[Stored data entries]
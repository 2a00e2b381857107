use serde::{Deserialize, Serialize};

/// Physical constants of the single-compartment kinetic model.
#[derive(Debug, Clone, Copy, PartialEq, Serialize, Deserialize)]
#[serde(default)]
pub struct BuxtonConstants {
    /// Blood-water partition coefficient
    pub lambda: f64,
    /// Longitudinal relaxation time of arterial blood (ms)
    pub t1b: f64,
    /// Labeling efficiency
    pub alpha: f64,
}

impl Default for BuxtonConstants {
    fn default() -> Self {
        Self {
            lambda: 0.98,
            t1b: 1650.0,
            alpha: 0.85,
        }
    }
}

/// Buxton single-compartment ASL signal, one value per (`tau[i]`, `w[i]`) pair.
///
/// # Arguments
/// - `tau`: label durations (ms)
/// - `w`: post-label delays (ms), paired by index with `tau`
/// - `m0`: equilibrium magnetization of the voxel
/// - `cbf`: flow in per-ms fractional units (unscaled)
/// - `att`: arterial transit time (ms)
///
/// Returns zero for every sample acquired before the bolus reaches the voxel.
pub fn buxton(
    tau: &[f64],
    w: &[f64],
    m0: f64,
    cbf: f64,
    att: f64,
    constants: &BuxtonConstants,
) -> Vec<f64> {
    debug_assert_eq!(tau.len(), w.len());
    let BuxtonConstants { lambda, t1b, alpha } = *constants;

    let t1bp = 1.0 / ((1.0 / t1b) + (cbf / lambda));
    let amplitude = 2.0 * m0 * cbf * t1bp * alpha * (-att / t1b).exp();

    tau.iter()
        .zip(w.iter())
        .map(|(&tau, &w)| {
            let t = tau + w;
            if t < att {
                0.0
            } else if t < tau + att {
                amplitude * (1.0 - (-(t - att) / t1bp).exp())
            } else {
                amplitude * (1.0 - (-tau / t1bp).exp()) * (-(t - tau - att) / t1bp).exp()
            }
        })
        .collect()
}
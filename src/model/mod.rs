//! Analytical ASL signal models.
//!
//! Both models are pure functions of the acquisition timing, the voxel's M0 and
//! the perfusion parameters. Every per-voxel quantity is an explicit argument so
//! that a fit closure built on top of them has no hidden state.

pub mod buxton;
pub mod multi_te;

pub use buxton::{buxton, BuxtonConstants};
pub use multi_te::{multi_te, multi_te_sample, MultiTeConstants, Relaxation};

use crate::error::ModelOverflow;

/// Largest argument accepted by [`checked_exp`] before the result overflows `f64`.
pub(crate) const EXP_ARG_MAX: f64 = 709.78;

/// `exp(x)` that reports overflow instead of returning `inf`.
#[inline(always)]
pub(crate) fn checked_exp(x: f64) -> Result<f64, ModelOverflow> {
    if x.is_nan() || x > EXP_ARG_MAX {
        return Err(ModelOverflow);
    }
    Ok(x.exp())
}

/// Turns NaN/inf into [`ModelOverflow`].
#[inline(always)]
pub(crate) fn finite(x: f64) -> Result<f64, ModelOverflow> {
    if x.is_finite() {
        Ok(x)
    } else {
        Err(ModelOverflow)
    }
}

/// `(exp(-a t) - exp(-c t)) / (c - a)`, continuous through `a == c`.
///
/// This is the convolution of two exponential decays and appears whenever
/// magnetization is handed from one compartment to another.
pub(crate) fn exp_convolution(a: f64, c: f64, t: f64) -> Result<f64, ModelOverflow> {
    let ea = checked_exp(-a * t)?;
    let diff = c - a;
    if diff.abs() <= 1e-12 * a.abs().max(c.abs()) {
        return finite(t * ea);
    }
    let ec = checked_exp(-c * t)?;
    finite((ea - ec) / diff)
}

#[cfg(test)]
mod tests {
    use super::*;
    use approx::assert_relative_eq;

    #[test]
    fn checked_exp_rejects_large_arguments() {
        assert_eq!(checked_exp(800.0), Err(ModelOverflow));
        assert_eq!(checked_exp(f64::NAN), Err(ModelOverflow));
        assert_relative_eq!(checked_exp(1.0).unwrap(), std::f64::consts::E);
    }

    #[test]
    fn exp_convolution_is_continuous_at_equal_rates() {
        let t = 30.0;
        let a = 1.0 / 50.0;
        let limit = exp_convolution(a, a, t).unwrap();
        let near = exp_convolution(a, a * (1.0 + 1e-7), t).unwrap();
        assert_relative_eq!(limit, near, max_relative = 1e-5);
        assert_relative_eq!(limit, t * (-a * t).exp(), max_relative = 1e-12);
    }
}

--

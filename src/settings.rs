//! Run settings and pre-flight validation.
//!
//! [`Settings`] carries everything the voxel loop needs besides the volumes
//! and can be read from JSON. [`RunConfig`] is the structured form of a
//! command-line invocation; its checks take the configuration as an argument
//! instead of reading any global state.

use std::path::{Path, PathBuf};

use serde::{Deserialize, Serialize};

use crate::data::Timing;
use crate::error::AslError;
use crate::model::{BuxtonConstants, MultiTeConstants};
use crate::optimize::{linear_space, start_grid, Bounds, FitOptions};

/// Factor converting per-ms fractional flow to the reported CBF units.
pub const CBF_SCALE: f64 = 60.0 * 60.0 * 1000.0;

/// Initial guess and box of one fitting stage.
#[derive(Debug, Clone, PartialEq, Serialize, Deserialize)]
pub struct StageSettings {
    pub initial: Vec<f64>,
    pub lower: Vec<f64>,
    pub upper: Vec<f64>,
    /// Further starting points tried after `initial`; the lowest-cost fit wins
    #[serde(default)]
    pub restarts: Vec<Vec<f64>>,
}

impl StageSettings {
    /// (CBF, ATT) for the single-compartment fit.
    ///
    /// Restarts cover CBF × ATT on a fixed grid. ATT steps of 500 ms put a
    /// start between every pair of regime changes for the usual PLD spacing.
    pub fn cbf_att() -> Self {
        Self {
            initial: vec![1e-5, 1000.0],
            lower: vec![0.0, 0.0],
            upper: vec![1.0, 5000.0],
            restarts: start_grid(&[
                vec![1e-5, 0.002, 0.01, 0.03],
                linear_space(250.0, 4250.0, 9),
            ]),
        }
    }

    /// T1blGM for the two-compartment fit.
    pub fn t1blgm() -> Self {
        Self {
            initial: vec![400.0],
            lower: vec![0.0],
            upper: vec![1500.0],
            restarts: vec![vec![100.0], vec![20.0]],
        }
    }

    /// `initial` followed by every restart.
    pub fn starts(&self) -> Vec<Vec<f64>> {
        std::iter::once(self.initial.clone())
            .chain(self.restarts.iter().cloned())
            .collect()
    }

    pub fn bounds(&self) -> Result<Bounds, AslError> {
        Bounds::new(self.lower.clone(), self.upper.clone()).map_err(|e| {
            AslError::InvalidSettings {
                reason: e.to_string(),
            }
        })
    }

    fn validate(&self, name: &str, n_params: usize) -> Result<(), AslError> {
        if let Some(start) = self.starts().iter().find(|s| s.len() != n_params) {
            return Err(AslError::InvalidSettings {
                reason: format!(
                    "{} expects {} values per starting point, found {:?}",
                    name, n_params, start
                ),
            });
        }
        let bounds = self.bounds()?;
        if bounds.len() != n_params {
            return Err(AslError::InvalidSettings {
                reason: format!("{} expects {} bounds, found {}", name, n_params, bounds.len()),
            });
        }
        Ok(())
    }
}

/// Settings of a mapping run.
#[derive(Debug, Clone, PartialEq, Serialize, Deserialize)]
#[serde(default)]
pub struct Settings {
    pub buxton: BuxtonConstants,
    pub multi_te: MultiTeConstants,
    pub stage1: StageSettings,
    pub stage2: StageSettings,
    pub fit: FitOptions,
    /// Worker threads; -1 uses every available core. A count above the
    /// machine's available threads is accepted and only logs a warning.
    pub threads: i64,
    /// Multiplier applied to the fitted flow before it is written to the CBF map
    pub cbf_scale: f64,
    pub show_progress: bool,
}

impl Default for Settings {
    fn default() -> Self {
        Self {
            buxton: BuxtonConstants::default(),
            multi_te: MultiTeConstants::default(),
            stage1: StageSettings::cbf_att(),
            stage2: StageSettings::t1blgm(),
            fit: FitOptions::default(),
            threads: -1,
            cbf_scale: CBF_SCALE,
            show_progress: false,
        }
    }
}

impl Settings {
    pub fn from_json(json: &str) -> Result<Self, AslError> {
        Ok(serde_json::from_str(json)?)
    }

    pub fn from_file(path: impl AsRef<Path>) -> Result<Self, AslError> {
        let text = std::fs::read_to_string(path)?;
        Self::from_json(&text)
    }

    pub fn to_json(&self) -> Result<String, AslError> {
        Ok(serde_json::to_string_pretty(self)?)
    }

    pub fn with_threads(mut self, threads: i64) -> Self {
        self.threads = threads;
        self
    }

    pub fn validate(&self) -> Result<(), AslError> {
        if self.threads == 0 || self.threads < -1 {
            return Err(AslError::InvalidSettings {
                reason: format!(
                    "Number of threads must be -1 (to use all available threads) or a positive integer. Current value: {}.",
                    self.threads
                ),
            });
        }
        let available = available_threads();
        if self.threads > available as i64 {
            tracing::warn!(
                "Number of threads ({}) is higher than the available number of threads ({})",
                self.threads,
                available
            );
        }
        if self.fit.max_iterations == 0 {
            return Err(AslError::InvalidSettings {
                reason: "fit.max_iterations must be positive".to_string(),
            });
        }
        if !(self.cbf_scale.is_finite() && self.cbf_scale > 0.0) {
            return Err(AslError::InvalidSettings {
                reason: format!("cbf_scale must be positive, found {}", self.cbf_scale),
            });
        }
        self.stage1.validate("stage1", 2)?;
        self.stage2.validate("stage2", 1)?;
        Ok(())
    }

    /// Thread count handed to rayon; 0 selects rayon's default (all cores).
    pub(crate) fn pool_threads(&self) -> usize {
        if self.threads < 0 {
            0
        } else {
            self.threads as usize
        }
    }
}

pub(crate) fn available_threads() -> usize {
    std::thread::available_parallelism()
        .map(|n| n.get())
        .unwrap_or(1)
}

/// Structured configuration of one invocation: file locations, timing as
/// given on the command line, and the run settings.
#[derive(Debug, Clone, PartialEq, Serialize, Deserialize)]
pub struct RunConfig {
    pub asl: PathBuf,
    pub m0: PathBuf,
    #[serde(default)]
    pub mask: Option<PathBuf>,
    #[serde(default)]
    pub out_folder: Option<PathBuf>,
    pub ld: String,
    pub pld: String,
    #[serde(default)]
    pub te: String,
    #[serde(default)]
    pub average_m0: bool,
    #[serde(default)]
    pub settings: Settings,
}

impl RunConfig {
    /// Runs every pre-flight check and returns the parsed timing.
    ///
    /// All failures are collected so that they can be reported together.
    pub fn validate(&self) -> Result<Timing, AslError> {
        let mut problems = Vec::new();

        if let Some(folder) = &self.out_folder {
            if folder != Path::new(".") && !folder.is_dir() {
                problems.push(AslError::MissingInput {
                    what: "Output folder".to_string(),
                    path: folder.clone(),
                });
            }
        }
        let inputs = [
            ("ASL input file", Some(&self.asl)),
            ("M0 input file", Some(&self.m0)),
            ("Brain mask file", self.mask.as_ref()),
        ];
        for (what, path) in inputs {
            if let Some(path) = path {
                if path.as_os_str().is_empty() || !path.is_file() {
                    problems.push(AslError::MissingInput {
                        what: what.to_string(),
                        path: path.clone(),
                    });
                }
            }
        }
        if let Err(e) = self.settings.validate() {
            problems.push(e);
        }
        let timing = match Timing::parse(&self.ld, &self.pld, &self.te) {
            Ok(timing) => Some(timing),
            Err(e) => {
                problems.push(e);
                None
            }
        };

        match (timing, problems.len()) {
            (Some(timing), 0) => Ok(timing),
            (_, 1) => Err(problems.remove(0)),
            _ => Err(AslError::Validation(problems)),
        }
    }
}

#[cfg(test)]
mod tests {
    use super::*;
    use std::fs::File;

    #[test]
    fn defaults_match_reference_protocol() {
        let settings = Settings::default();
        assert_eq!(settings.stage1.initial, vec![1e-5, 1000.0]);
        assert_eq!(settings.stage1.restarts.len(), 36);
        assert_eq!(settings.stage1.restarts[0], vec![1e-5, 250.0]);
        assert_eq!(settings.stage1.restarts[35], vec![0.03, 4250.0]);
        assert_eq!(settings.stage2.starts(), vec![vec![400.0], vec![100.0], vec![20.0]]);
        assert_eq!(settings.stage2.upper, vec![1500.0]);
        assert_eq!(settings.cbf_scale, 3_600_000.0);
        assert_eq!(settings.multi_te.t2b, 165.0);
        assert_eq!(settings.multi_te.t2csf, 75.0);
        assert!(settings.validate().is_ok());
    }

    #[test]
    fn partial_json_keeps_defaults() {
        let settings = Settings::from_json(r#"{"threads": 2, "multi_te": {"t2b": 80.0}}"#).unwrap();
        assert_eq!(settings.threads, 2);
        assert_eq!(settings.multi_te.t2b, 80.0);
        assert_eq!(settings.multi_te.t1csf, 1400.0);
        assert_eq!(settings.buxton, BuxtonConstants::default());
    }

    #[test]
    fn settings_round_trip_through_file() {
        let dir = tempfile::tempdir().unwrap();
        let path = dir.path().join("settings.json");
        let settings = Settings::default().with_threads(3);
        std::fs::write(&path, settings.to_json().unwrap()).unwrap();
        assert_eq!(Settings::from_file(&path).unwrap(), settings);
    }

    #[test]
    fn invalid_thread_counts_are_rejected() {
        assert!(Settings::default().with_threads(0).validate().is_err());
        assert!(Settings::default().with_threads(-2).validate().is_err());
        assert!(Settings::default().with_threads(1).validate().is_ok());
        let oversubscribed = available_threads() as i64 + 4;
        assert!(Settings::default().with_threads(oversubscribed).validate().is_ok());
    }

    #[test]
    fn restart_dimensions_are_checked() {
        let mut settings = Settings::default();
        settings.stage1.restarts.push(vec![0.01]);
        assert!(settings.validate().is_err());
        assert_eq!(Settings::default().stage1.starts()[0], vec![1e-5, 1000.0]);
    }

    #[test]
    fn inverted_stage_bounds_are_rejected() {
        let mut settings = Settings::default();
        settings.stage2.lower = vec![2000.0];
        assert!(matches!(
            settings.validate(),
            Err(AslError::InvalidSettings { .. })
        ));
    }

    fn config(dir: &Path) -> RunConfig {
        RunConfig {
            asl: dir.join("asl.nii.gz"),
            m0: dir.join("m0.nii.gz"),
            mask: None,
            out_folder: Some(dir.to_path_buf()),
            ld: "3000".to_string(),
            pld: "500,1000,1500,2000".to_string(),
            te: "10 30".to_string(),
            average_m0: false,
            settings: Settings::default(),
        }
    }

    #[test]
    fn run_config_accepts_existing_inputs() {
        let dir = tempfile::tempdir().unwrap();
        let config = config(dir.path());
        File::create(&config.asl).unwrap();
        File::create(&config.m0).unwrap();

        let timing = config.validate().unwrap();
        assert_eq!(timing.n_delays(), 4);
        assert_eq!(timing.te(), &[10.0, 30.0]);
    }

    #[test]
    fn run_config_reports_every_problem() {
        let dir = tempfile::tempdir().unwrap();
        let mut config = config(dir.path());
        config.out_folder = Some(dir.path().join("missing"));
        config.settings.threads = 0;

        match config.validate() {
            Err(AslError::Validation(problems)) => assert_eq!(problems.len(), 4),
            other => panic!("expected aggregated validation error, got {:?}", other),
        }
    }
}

#### AIM OF THE TASK:
Every line of the data that includes the word "ModelOverflow" should be copied.

#### TASK ANSWER:
use crate::error::ModelOverflow;
pub(crate) fn checked_exp(x: f64) -> Result<f64, ModelOverflow> {
        return Err(ModelOverflow);
/// Turns NaN/inf into [`ModelOverflow`].
pub(crate) fn finite(x: f64) -> Result<f64, ModelOverflow> {
        Err(ModelOverflow)
pub(crate) fn exp_convolution(a: f64, c: f64, t: f64) -> Result<f64, ModelOverflow> {
        assert_eq!(checked_exp(800.0), Err(ModelOverflow));
        assert_eq!(checked_exp(f64::NAN), Err(ModelOverflow));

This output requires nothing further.